Stored items
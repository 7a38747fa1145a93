//! Execution context (§3): a value supplied by the host per request, opaque
//! to the kernel. Middleware may derive additional fields visible to
//! downstream stages.
//!
//! The teacher's `agent::tools::base::ExecutionContext` is a concrete struct
//! (`channel`, `chat_id`, …) because it knows its host's fields ahead of
//! time. The kernel cannot: the derived-context shape is a registration-time
//! concern per host, not something this crate can express as a Rust type
//! (DESIGN NOTES). So the context is a generic, ordered bag of JSON values;
//! a host middleware stack agrees on field names out of band.

use indexmap::IndexMap;
use serde_json::Value;

#[derive(Debug, Clone, Default)]
pub struct ExecutionContext {
    fields: IndexMap<String, Value>,
}

impl ExecutionContext {
    pub fn new() -> Self {
        Self::default()
    }

    pub fn get(&self, key: &str) -> Option<&Value> {
        self.fields.get(key)
    }

    /// Derive a field for downstream middleware/handlers to observe. This is
    /// the only sanctioned way to pass data forward through the chain (§4.2).
    pub fn insert(&mut self, key: impl Into<String>, value: Value) {
        self.fields.insert(key.into(), value);
    }

    pub fn contains(&self, key: &str) -> bool {
        self.fields.contains_key(key)
    }

    pub fn iter(&self) -> impl Iterator<Item = (&String, &Value)> {
        self.fields.iter()
    }
}

impl FromIterator<(String, Value)> for ExecutionContext {
    fn from_iter<I: IntoIterator<Item = (String, Value)>>(iter: I) -> Self {
        Self {
            fields: iter.into_iter().collect(),
        }
    }
}

#[cfg(test)]
mod tests {
    use super::*;
    use serde_json::json;

    #[test]
    fn insert_then_get_roundtrips() {
        let mut ctx = ExecutionContext::new();
        ctx.insert("user", json!({"id": "u1"}));
        assert_eq!(ctx.get("user"), Some(&json!({"id": "u1"})));
    }

    #[test]
    fn missing_field_is_none() {
        let ctx = ExecutionContext::new();
        assert!(ctx.get("nope").is_none());
        assert!(!ctx.contains("nope"));
    }

    #[test]
    fn derived_fields_are_visible_after_insert() {
        let mut ctx = ExecutionContext::new();
        assert!(!ctx.contains("auth_user"));
        ctx.insert("auth_user", json!("u1"));
        assert!(ctx.contains("auth_user"));
    }
}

**Description of the task**
Search the data for "ExecutionContext". Copy every matching line.

**Your response**
//! The teacher's `agent::tools::base::ExecutionContext` is a concrete struct
pub struct ExecutionContext {
impl ExecutionContext {
impl FromIterator<(String, Value)> for ExecutionContext {
        let mut ctx = ExecutionContext::new();
        let ctx = ExecutionContext::new();
        let mut ctx = ExecutionContext::new();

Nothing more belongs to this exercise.